If you have worked in HR and recruiting, the terms diversity and inclusion are not new. However, truly understanding each isn’t as basic as we like to believe. The terms are not interchangeable and both are crucial in reaping all the rewards of a diverse workforce.
A recent report created by McKinsey named, Diversity Matters, looked at companies across different industries to measure financial and management metrics and how they relate to diversity. During their research, they found that companies in the top quartile for gender diversity are 15% more likely to have financial returns above their respective national industry medians. Among other things, those companies who also happened to be racially diverse, generated 35% more returns; proving that workplace diversity is not only important but beneficial to the company.
What is Diversity & Inclusion?
Diversity is the who. This includes ethnicity, gender, sexual orientation, etc. Diverse employees generate innovation and new perspectives, which means different approaches to problem-solving, heightened creativity and better ideas for future growth. Studies have shown that even just racially diverse companies outperform others by 35%. And in general, employees enjoy working on diverse teams. In fact, 57% of employees think companies should be more diverse.
Inclusion is the strategy of ensuring the environment is accommodating for diverse workers. Any policies and protections that are put in place to uphold the lifestyles and values of workers strengthen and support inclusion. Traditionally, you might think of maternity/paternity leave, health benefits and disability, discrimination and equal opportunity acts. Today, workplaces are welcoming even more unique perks and policies in hope of attracting and retaining a variety of workers. The challenge with inclusion is that the atmosphere of an organization is the overwhelming factor in its maintenance. Think of this as the way employees/ managers interact and treat each other.

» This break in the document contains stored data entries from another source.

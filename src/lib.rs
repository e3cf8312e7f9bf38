//! # jsdep-base
//!
//! Import-to-dependency resolution for JavaScript/TypeScript build graphs.
//!
//! Given the raw import identifiers of a build unit (`"./utils"`, `"lodash"`,
//! `"@app/ui"`, `"fs"`), decide which build unit or external package provides
//! each one and render the unit's `deps` and `data` attributes.
//!
//! ## Module Structure (dependency order)
//!
//! ```text
//! resolve   → Classification, ancestor walk, dependency sets, diagnostics
//!   ↓
//! index     → Build index, override table, filesystem probes
//!   ↓
//! config    → Alias rules, dependency tables, per-scope configuration
//!   ↓
//! unit      → Build units and their attributes
//!   ↓
//! base      → Primitives (Label, ImportSpec, path helpers, constants)
//! ```
//!
//! ## Example
//!
//! ```
//! use std::collections::BTreeSet;
//! use jsdep::{BuildIndex, BuildUnit, ConfigTable, DependencyResolver, DependencyTables,
//!             JsConfig, JsResolver, Label, OverrideTable, UnitKind};
//!
//! let configs = ConfigTable::new(
//!     JsConfig::new().with_deps(DependencyTables::new().with_dependency("lodash", "@npm//")),
//! );
//! let utils = BuildUnit::new(Label::new("app", "utils"), UnitKind::TypedModule)
//!     .with_srcs(["utils.ts"]);
//! let mut main = BuildUnit::new(Label::new("app", "main"), UnitKind::TypedModule)
//!     .with_srcs(["main.ts"])
//!     .with_imports(["./utils", "lodash"]);
//!
//! let index = BuildIndex::from_units([&utils, &main], &configs);
//! let overrides = OverrideTable::new();
//! let files: BTreeSet<String> = BTreeSet::new();
//! let resolver = JsResolver::new(&configs, &index, &overrides, &files);
//!
//! resolver.resolve_unit(&mut main).unwrap();
//! assert_eq!(main.attr("deps").unwrap(), &[":utils", "@npm//lodash"]);
//! assert_eq!(main.attr("data").unwrap(), &["@npm//lodash"]);
//! ```

/// Foundation types: Label, ImportSpec, path helpers, constants
pub mod base;

/// Configuration: alias rules, dependency tables, per-scope settings
pub mod config;

/// Error types
pub mod error;

/// Lookup structures: build index, overrides, file probes
pub mod index;

/// Resolution engine
pub mod resolve;

/// Build units
pub mod unit;

pub use base::{ImportSpec, Label};
pub use config::{AliasRule, AliasTable, ConfigTable, DependencyTables, JsConfig};
pub use error::{ConfigError, ResolveError};
pub use index::{BuildIndex, DiskProbe, FileProbe, ImportIndex, IndexMatch, OverrideTable};
pub use resolve::{DependencyResolver, Diagnostic, JsResolver, Outcome, Severity, UnitReport};
pub use unit::{BuildUnit, UnitKind};
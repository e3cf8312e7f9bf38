use smol_str::SmolStr;
use std::fmt;

/// A key in the build index: an identifier in a given language namespace.
#[derive(Debug, Clone, PartialEq, Eq, PartialOrd, Ord, Hash)]
pub struct ImportSpec {
    pub lang: SmolStr,
    pub imp: SmolStr,
}

impl ImportSpec {
    pub fn new(lang: impl Into<SmolStr>, imp: impl Into<SmolStr>) -> Self {
        Self {
            lang: lang.into(),
            imp: imp.into(),
        }
    }
}

impl fmt::Display for ImportSpec {
    fn fmt(&self, f: &mut fmt::Formatter<'_>) -> fmt::Result {
        write!(f, "{}:{}", self.lang, self.imp)
    }
}
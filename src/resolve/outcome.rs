use crate::base::Label;

/// What a single lookup (override, index, then disk) produced for a target.
#[derive(Debug, Clone, PartialEq, Eq)]
pub enum Outcome {
    /// Exactly one other unit provides the target.
    Resolved(Label),
    /// The importing unit provides the target itself.
    SelfReferential,
    /// No unit provides the target but a plain file with this name exists.
    FileOnDisk(String),
    /// Nothing provides the target.
    Unresolved,
    /// Several units provide the target.
    Ambiguous(Vec<Label>),
    /// The lookup itself failed.
    Error(String),
}

impl Outcome {
    /// Whether the lookup settled the target (successfully or not) and
    /// probing should stop.
    pub fn is_terminal(&self) -> bool {
        !matches!(self, Outcome::Unresolved)
    }

    pub fn label(&self) -> Option<&Label> {
        match self {
            Outcome::Resolved(label) => Some(label),
            _ => None,
        }
    }
}
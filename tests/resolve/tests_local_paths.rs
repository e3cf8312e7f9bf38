//! Local path resolution: ancestor walk, extension probing, barrels, assets.

use crate::helpers::attr_assertions::*;
use crate::helpers::workspace::Workspace;
use jsdep::{JsConfig, ResolveError, UnitKind};

fn workspace() -> Workspace {
    Workspace::new(JsConfig::new())
        .with_unit("app", "main", UnitKind::TypedModule, &["main.ts", "helpers.ts"])
        .with_unit("app/sub", "page", UnitKind::TypedModule, &["page.tsx"])
        .with_unit("app", "utils", UnitKind::TypedModule, &["utils.ts"])
        .with_unit("lib", "lib", UnitKind::TypedModule, &["index.ts", "format.ts"])
        .with_unit("", "root", UnitKind::Module, &["index.js"])
        .with_unit("assets", "assets", UnitKind::Other("filegroup".into()), &["logo.svg"])
}

// =============================================================================
// DIRECT AND CLIMBING MATCHES
// =============================================================================

#[test]
fn test_sibling_module_resolves_relative() {
    let (unit, result) = workspace().resolve("app", "main", &["./utils"]);
    let report = assert_resolved(result);

    assert_eq!(deps(&unit), vec![":utils"]);
    assert!(data(&unit).is_empty());
    assert!(report.diagnostics.is_empty());
}

#[test]
fn test_walk_climbs_to_parent_directory() {
    // "./utils" from app/sub is not in app/sub, but is found one level up
    let (unit, result) = workspace().resolve("app/sub", "page", &["./utils"]);
    assert_resolved(result);

    assert_eq!(deps(&unit), vec!["//app:utils"]);
}

#[test]
fn test_parent_relative_import() {
    let (unit, result) = workspace().resolve("app/sub", "page", &["../helpers"]);
    assert_resolved(result);

    assert_eq!(deps(&unit), vec!["//app:main"]);
}

#[test]
fn test_own_source_yields_no_edge() {
    let (unit, result) = workspace().resolve("app", "main", &["./helpers"]);
    let report = assert_resolved(result);

    assert_no_edge(&unit, ":main");
    assert_eq!(unit.attr("deps"), None);
    assert!(report.diagnostics.is_empty());
}

#[test]
fn test_repo_relative_identifier_resolves_through_walk() {
    let (unit, result) = workspace().resolve("app/sub", "page", &["lib/format"]);
    assert_resolved(result);

    assert_eq!(deps(&unit), vec!["//lib"]);
}

// =============================================================================
// BARRELS
// =============================================================================

#[test]
fn test_directory_import_resolves_to_barrel_owner() {
    let (unit, result) = workspace().resolve("app", "main", &["../lib"]);
    assert_resolved(result);

    assert_eq!(deps(&unit), vec!["//lib"]);
}

#[test]
fn test_dot_import_resolves_to_index_file() {
    let (unit, result) = workspace().resolve("app/sub", "page", &["."]);
    assert_resolved(result);

    // no index in app/sub or app; the root index.js is found last
    assert_eq!(deps(&unit), vec!["//:root"]);
}

#[test]
fn test_parent_directory_import_resolves_root_barrel() {
    let (unit, result) = workspace().resolve("app", "main", &[".."]);
    assert_resolved(result);

    assert_eq!(deps(&unit), vec!["//:root"]);
}

#[test]
fn test_collect_all_indexes_source_directories() {
    let build = |collect_all| {
        Workspace::new(JsConfig::new().with_collect_all(collect_all).with_quiet(true))
            .with_unit("lib/ui", "ui", UnitKind::Module, &["button/Button.jsx"])
            .with_unit("app", "main", UnitKind::Module, &["main.js"])
    };

    let (unit, result) = build(true).resolve("app", "main", &["../lib/ui/button"]);
    assert_resolved(result);
    assert_eq!(deps(&unit), vec!["//lib/ui"]);

    let (unit, result) = build(false).resolve("app", "main", &["../lib/ui/button"]);
    assert_resolved(result);
    assert_eq!(unit.attr("deps"), None);
}

// =============================================================================
// WEB ASSETS AND LOOSE FILES
// =============================================================================

#[test]
fn test_owned_asset_is_data_only() {
    let (unit, result) = workspace().resolve("app", "main", &["../assets/logo.svg"]);
    assert_resolved(result);

    assert!(deps(&unit).is_empty());
    assert_eq!(data(&unit), vec!["//assets"]);
}

#[test]
fn test_unowned_file_on_disk_is_data() {
    let ws = workspace().with_file("app/styles.css");
    let (unit, result) = ws.resolve("app/sub", "page", &["../styles.css"]);
    assert_resolved(result);

    assert!(deps(&unit).is_empty());
    assert_eq!(data(&unit), vec!["//app:styles.css"]);
}

#[test]
fn test_unowned_file_in_own_package_renders_relative() {
    let ws = workspace().with_file("app/theme.json");
    let (unit, result) = ws.resolve("app", "main", &["./theme.json"]);
    assert_resolved(result);

    assert_eq!(data(&unit), vec![":theme.json"]);
}

// =============================================================================
// WALK BOUNDARIES
// =============================================================================

#[test]
fn test_walk_stops_at_js_root() {
    let build = |config: JsConfig| {
        Workspace::new(config.with_quiet(true))
            .with_unit("apps", "shared", UnitKind::Module, &["shared.js"])
            .with_unit("apps/web/src", "main", UnitKind::Module, &["main.js"])
    };

    let (unit, result) = build(JsConfig::new()).resolve("apps/web/src", "main", &["./shared"]);
    assert_resolved(result);
    assert_eq!(deps(&unit), vec!["//apps:shared"]);

    let (unit, result) = build(JsConfig::new().with_js_root("apps/web")).resolve(
        "apps/web/src",
        "main",
        &["./shared"],
    );
    assert_resolved(result);
    assert_eq!(unit.attr("deps"), None);
}

#[test]
fn test_walk_stops_at_repo_root_when_js_root_is_elsewhere() {
    let ws = Workspace::new(JsConfig::new().with_js_root("other"))
        .with_unit("", "top", UnitKind::Module, &["top.js"])
        .with_unit("a/b", "main", UnitKind::Module, &["main.js"]);

    let (unit, result) = ws.resolve("a/b", "main", &["./top"]);
    assert_resolved(result);

    assert_eq!(deps(&unit), vec!["//:top"]);
}

// =============================================================================
// AMBIGUITY
// =============================================================================

#[test]
fn test_ambiguous_owners_abort_the_unit() {
    let ws = workspace()
        .with_unit("shared", "one", UnitKind::Module, &["util.js"])
        .with_unit("shared", "two", UnitKind::Module, &["util.js"]);

    let (_, result) = ws.resolve("app", "main", &["../shared/util"]);
    let err = result.unwrap_err();

    match &err {
        ResolveError::Ambiguous { import, owners } => {
            assert_eq!(import, "shared/util.js");
            assert_eq!(owners.len(), 2);
        }
        other => panic!("expected Ambiguous, got {other:?}"),
    }
    let message = err.to_string();
    assert!(message.contains("//shared:one"), "{message}");
    assert!(message.contains("//shared:two"), "{message}");
}

#[test]
fn test_fatal_error_leaves_attributes_untouched() {
    let ws = workspace()
        .with_unit("shared", "one", UnitKind::Module, &["util.js"])
        .with_unit("shared", "two", UnitKind::Module, &["util.js"]);

    let mut unit = ws.unit("app", "main", &["./utils", "../shared/util"]);
    unit.set_attr("deps", vec!["//stale".to_string()]);

    assert!(ws.resolve_unit(&mut unit).is_err());
    assert_eq!(deps(&unit), vec!["//stale"]);
}

// =============================================================================
// RENDERING
// =============================================================================

#[test]
fn test_empty_result_removes_attributes() {
    let mut unit = workspace().unit("app", "main", &[]);
    unit.set_attr("deps", vec!["//stale".to_string()]);
    unit.set_attr("data", vec!["//stale:data".to_string()]);
    unit.set_attr("visibility", vec!["//visibility:public".to_string()]);

    assert_resolved(workspace().resolve_unit(&mut unit));

    assert_eq!(unit.attr("deps"), None);
    assert_eq!(unit.attr("data"), None);
    assert_eq!(unit.attr_names().collect::<Vec<_>>(), vec!["visibility"]);
}

#[test]
fn test_attributes_are_sorted_and_replaced() {
    let mut unit = workspace().unit("app/sub", "page", &["../utils", "../../lib", "../helpers"]);
    unit.set_attr("deps", vec!["//stale".to_string()]);

    assert_resolved(workspace().resolve_unit(&mut unit));

    assert_eq!(deps(&unit), vec!["//app:main", "//app:utils", "//lib"]);
}
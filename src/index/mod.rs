//! Lookup structures consulted during resolution: the build index, the
//! override table and filesystem probes. All are read-only while resolving.

mod build_index;
mod overrides;
mod probe;

pub use build_index::{BuildIndex, ImportIndex, IndexMatch, import_specs, is_barrel_file};
pub use overrides::OverrideTable;
pub use probe::{DiskProbe, FileProbe};
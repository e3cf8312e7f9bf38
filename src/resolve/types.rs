//! Companion type-declaration packages (`@types/...`) for typed modules.

use super::classify::{ExternalPackage, is_types_package};
use crate::base::constants::{BUILTIN_TYPES_PACKAGE, TYPES_SCOPE};
use crate::config::JsConfig;
use crate::unit::UnitKind;

/// What a companion is being looked for.
#[derive(Debug, Clone, Copy)]
pub enum Companion<'a, 'c> {
    Builtin,
    Package(&'a ExternalPackage<'c>),
}

/// Name of the package declaring types for `root` (`@types/react`,
/// `@types/babel__core` for `@babel/core`). Type packages have none.
pub fn types_package_name(root: &str) -> Option<String> {
    if is_types_package(root) {
        return None;
    }
    Some(match root.strip_prefix('@') {
        Some(scoped) => format!("{TYPES_SCOPE}/{}", scoped.replacen('/', "__", 1)),
        None => format!("{TYPES_SCOPE}/{root}"),
    })
}

/// The compile-time label of the companion, if the unit wants one and the
/// dependency tables declare it. Absence is never an error.
pub fn companion_label(kind: &UnitKind, config: &JsConfig, companion: Companion<'_, '_>) -> Option<String> {
    if !kind.is_typed() || !config.lookup_types {
        return None;
    }
    let name = match companion {
        Companion::Builtin => BUILTIN_TYPES_PACKAGE.to_string(),
        Companion::Package(package) => types_package_name(&package.root)?,
    };
    let hit = config.deps.lookup(&name)?;
    Some(format!("{}{}", hit.label_prefix, name))
}
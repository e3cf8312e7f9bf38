//! Diagnostics: resolution findings reported per build unit.
//!
//! Fatal outcomes abort a unit and surface as [`ResolveError`]; everything
//! recoverable is recorded here and returned alongside the rendered
//! attributes. [`DiagnosticCollector::fatal`] converts an error for callers
//! that want a single report stream.

use std::sync::Arc;

use crate::base::Label;
use crate::error::ResolveError;

// ============================================================================
// DIAGNOSTIC TYPES
// ============================================================================

/// Severity level of a diagnostic.
#[derive(Clone, Copy, Debug, PartialEq, Eq, Hash)]
pub enum Severity {
    Error,
    Warning,
    Info,
    Hint,
}

impl Severity {
    pub fn as_str(&self) -> &'static str {
        match self {
            Severity::Error => "error",
            Severity::Warning => "warning",
            Severity::Info => "info",
            Severity::Hint => "hint",
        }
    }
}

/// A diagnostic message attached to a build unit.
#[derive(Clone, Debug, PartialEq, Eq)]
pub struct Diagnostic {
    /// The unit being resolved.
    pub unit: Label,
    /// The import identifier concerned, if any.
    pub import: Option<Arc<str>>,
    /// Severity level.
    pub severity: Severity,
    /// Diagnostic code (e.g., "E0001").
    pub code: Option<Arc<str>>,
    /// The diagnostic message.
    pub message: Arc<str>,
    /// Additional notes, e.g. every candidate path that was tried.
    pub related: Vec<RelatedInfo>,
}

/// Related information for a diagnostic.
#[derive(Clone, Debug, PartialEq, Eq)]
pub struct RelatedInfo {
    pub message: Arc<str>,
}

impl RelatedInfo {
    pub fn new(message: impl Into<Arc<str>>) -> Self {
        Self {
            message: message.into(),
        }
    }
}

impl Diagnostic {
    fn new(unit: &Label, severity: Severity, message: impl Into<Arc<str>>) -> Self {
        Self {
            unit: unit.clone(),
            import: None,
            severity,
            code: None,
            message: message.into(),
            related: Vec::new(),
        }
    }

    /// Create a new error diagnostic.
    pub fn error(unit: &Label, message: impl Into<Arc<str>>) -> Self {
        Self::new(unit, Severity::Error, message)
    }

    /// Create a new warning diagnostic.
    pub fn warning(unit: &Label, message: impl Into<Arc<str>>) -> Self {
        Self::new(unit, Severity::Warning, message)
    }

    /// Set the import identifier.
    pub fn with_import(mut self, import: impl Into<Arc<str>>) -> Self {
        self.import = Some(import.into());
        self
    }

    /// Set the diagnostic code.
    pub fn with_code(mut self, code: impl Into<Arc<str>>) -> Self {
        self.code = Some(code.into());
        self
    }

    /// Add related information.
    pub fn with_related(mut self, info: RelatedInfo) -> Self {
        self.related.push(info);
        self
    }
}

// ============================================================================
// DIAGNOSTIC CODES
// ============================================================================

/// Stable diagnostic codes.
pub mod codes {
    /// Import could not be resolved to any unit or file.
    pub const UNRESOLVED_IMPORT: &str = "E0001";
    /// Several units provide the same import.
    pub const AMBIGUOUS_IMPORT: &str = "E0002";
    /// The manifest owner could not be determined.
    pub const MANIFEST_LOOKUP: &str = "E0003";
    /// A filesystem probe failed.
    pub const PROBE_FAILURE: &str = "E0004";
}

// ============================================================================
// DIAGNOSTIC COLLECTOR
// ============================================================================

/// Collects diagnostics while resolving one unit.
#[derive(Clone, Debug, Default)]
pub struct DiagnosticCollector {
    diagnostics: Vec<Diagnostic>,
}

impl DiagnosticCollector {
    pub fn new() -> Self {
        Self::default()
    }

    pub fn add(&mut self, diagnostic: Diagnostic) {
        self.diagnostics.push(diagnostic);
    }

    /// Add an unresolved import warning, listing `tried` candidates when given.
    pub fn unresolved_import(&mut self, unit: &Label, import: &str, tried: &[String]) {
        let mut diag = Diagnostic::warning(unit, format!("[{unit}] import {import} not found"))
            .with_import(import)
            .with_code(codes::UNRESOLVED_IMPORT);
        for candidate in tried {
            diag = diag.with_related(RelatedInfo::new(format!("tried {candidate}")));
        }
        self.add(diag);
    }

    /// Record a fatal resolution error for `unit`.
    pub fn fatal(&mut self, unit: &Label, error: &ResolveError) {
        let (code, import) = match error {
            ResolveError::Ambiguous { import, .. } => (codes::AMBIGUOUS_IMPORT, Some(import)),
            ResolveError::Manifest { .. } => (codes::MANIFEST_LOOKUP, None),
            ResolveError::Probe { path, .. } => (codes::PROBE_FAILURE, Some(path)),
        };
        let mut diag = Diagnostic::error(unit, error.to_string()).with_code(code);
        if let Some(import) = import {
            diag = diag.with_import(import.as_str());
        }
        for owner in error.conflicting_owners() {
            diag = diag.with_related(RelatedInfo::new(format!("provided by {owner}")));
        }
        self.add(diag);
    }

    pub fn diagnostics(&self) -> &[Diagnostic] {
        &self.diagnostics
    }

    pub fn into_diagnostics(self) -> Vec<Diagnostic> {
        self.diagnostics
    }

    /// Diagnostics concerning a specific import.
    pub fn diagnostics_for_import(&self, import: &str) -> Vec<&Diagnostic> {
        self.diagnostics
            .iter()
            .filter(|d| d.import.as_deref() == Some(import))
            .collect()
    }

    pub fn error_count(&self) -> usize {
        self.diagnostics
            .iter()
            .filter(|d| d.severity == Severity::Error)
            .count()
    }

    pub fn warning_count(&self) -> usize {
        self.diagnostics
            .iter()
            .filter(|d| d.severity == Severity::Warning)
            .count()
    }

    pub fn has_errors(&self) -> bool {
        self.error_count() > 0
    }

    pub fn is_empty(&self) -> bool {
        self.diagnostics.is_empty()
    }
}
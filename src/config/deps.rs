//! External package tables (`dependencies` / `devDependencies`).

use rustc_hash::FxHashMap;

/// Maps package root names to the label prefix that provides them.
#[derive(Debug, Clone, Default, PartialEq, Eq)]
pub struct DependencyTables {
    pub dependencies: FxHashMap<String, String>,
    pub dev_dependencies: FxHashMap<String, String>,
}

/// Result of looking a package root up in the tables.
#[derive(Debug, Clone, Copy, PartialEq, Eq)]
pub struct DependencyHit<'a> {
    pub label_prefix: &'a str,
    pub dev: bool,
}

impl DependencyTables {
    pub fn new() -> Self {
        Self::default()
    }

    /// Add a runtime dependency.
    pub fn with_dependency(mut self, name: impl Into<String>, prefix: impl Into<String>) -> Self {
        self.dependencies.insert(name.into(), prefix.into());
        self
    }

    /// Add a dev (compile-time only) dependency.
    pub fn with_dev_dependency(
        mut self,
        name: impl Into<String>,
        prefix: impl Into<String>,
    ) -> Self {
        self.dev_dependencies.insert(name.into(), prefix.into());
        self
    }

    /// Look up a package root, runtime table first.
    pub fn lookup(&self, root: &str) -> Option<DependencyHit<'_>> {
        if let Some(prefix) = self.dependencies.get(root) {
            return Some(DependencyHit {
                label_prefix: prefix,
                dev: false,
            });
        }
        self.dev_dependencies.get(root).map(|prefix| DependencyHit {
            label_prefix: prefix,
            dev: true,
        })
    }

    /// Dev dependencies sorted by name.
    pub fn sorted_dev_dependencies(&self) -> Vec<(&str, &str)> {
        let mut entries: Vec<_> = self
            .dev_dependencies
            .iter()
            .map(|(name, prefix)| (name.as_str(), prefix.as_str()))
            .collect();
        entries.sort_unstable();
        entries
    }

    pub fn is_empty(&self) -> bool {
        self.dependencies.is_empty() && self.dev_dependencies.is_empty()
    }
}
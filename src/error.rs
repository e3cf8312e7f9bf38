//! Error types for configuration and resolution.

use thiserror::Error;

use crate::base::Label;

/// Failures that abort the resolution of a single build unit.
///
/// Recoverable findings (unresolved imports) are not errors; they are
/// reported as diagnostics on a successful resolution.
#[derive(Debug, Error)]
pub enum ResolveError {
    /// More than one unit provides the same import.
    #[error("multiple rules ({}) provide {import}", join_labels(.owners))]
    Ambiguous { import: String, owners: Vec<Label> },

    /// The manifest (`package.json`) owner could not be determined.
    #[error("[{unit}] unable to resolve package.json: {source}")]
    Manifest {
        unit: Label,
        #[source]
        source: Box<ResolveError>,
    },

    /// A filesystem probe failed for a reason other than the file missing.
    #[error("failed to probe {path}: {reason}")]
    Probe { path: String, reason: String },
}

impl ResolveError {
    /// Create an ambiguity error.
    pub fn ambiguous(import: impl Into<String>, owners: Vec<Label>) -> Self {
        Self::Ambiguous {
            import: import.into(),
            owners,
        }
    }

    /// Wrap an error raised while resolving the manifest.
    pub fn manifest(unit: Label, source: ResolveError) -> Self {
        Self::Manifest {
            unit,
            source: Box::new(source),
        }
    }

    /// Create a probe error.
    pub fn probe(path: impl Into<String>, reason: impl Into<String>) -> Self {
        Self::Probe {
            path: path.into(),
            reason: reason.into(),
        }
    }

    /// Owners named by an ambiguity error, looking through manifest wrapping.
    pub fn conflicting_owners(&self) -> &[Label] {
        match self {
            Self::Ambiguous { owners, .. } => owners,
            Self::Manifest { source, .. } => source.conflicting_owners(),
            Self::Probe { .. } => &[],
        }
    }
}

fn join_labels(labels: &[Label]) -> String {
    labels
        .iter()
        .map(|l| l.to_string())
        .collect::<Vec<_>>()
        .join(" and ")
}

/// Errors raised while building configuration.
#[derive(Debug, Error)]
pub enum ConfigError {
    /// The combined alias pattern could not be compiled.
    #[error("invalid import alias pattern: {0}")]
    AliasPattern(#[from] regex::Error),

    /// An alias rule is malformed.
    #[error("invalid import alias {from:?} -> {to:?}: {message}")]
    Alias {
        from: String,
        to: String,
        message: &'static str,
    },

    /// JSON parsing error.
    #[cfg(feature = "manifest")]
    #[error("JSON error: {0}")]
    Json(#[from] serde_json::Error),

    /// IO error while reading configuration input.
    #[error("IO error: {0}")]
    Io(#[from] std::io::Error),
}
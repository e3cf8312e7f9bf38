//! Manual import → label mappings that bypass classification.

use rustc_hash::FxHashMap;

use crate::base::{ImportSpec, Label, path};

/// Overrides registered per directory scope; a scope's entries apply to all
/// packages beneath it, and the nearest scope wins.
#[derive(Debug, Clone, Default)]
pub struct OverrideTable {
    scopes: FxHashMap<String, FxHashMap<ImportSpec, Label>>,
}

impl OverrideTable {
    pub fn new() -> Self {
        Self::default()
    }

    pub fn insert(&mut self, scope: &str, spec: ImportSpec, label: Label) {
        self.scopes
            .entry(path::clean(scope))
            .or_default()
            .insert(spec, label);
    }

    pub fn with_override(mut self, scope: &str, spec: ImportSpec, label: Label) -> Self {
        self.insert(scope, spec, label);
        self
    }

    /// The override for `spec` visible from package `pkg`.
    pub fn find(&self, spec: &ImportSpec, pkg: &str) -> Option<&Label> {
        if self.scopes.is_empty() {
            return None;
        }
        let mut scope = path::clean(pkg);
        loop {
            if let Some(label) = self.scopes.get(&scope).and_then(|entries| entries.get(spec)) {
                return Some(label);
            }
            scope = path::parent(&scope)?;
        }
    }

    /// Number of overrides across all scopes.
    pub fn len(&self) -> usize {
        self.scopes.values().map(|entries| entries.len()).sum()
    }

    pub fn is_empty(&self) -> bool {
        self.scopes.is_empty()
    }
}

To truly embrace diversity, you can’t just hire workers from various backgrounds, you must also provide to them a workplace in which they can thrive. That includes making them feel comfortable sharing their views and opinions. Policy is important for inclusion, but setting a positive example for colleagues is just as crucial.
What’s the Problem?
The benefits are known, studied and proven, yet some of the largest organizations with top recruiting prospects are struggling to cultivate diverse and inclusive workforces. Tech giants like Google, Uber and Twitter have made headlines for less than stellar inclusion:
This just goes to show that even with enormous recruiting budgets and a well-known employer brand doesn’t mean diversity hiring is successful. These giants are not starving for applicants and still, there is a disconnect between understanding the benefits of diversity and actually including diverse workers.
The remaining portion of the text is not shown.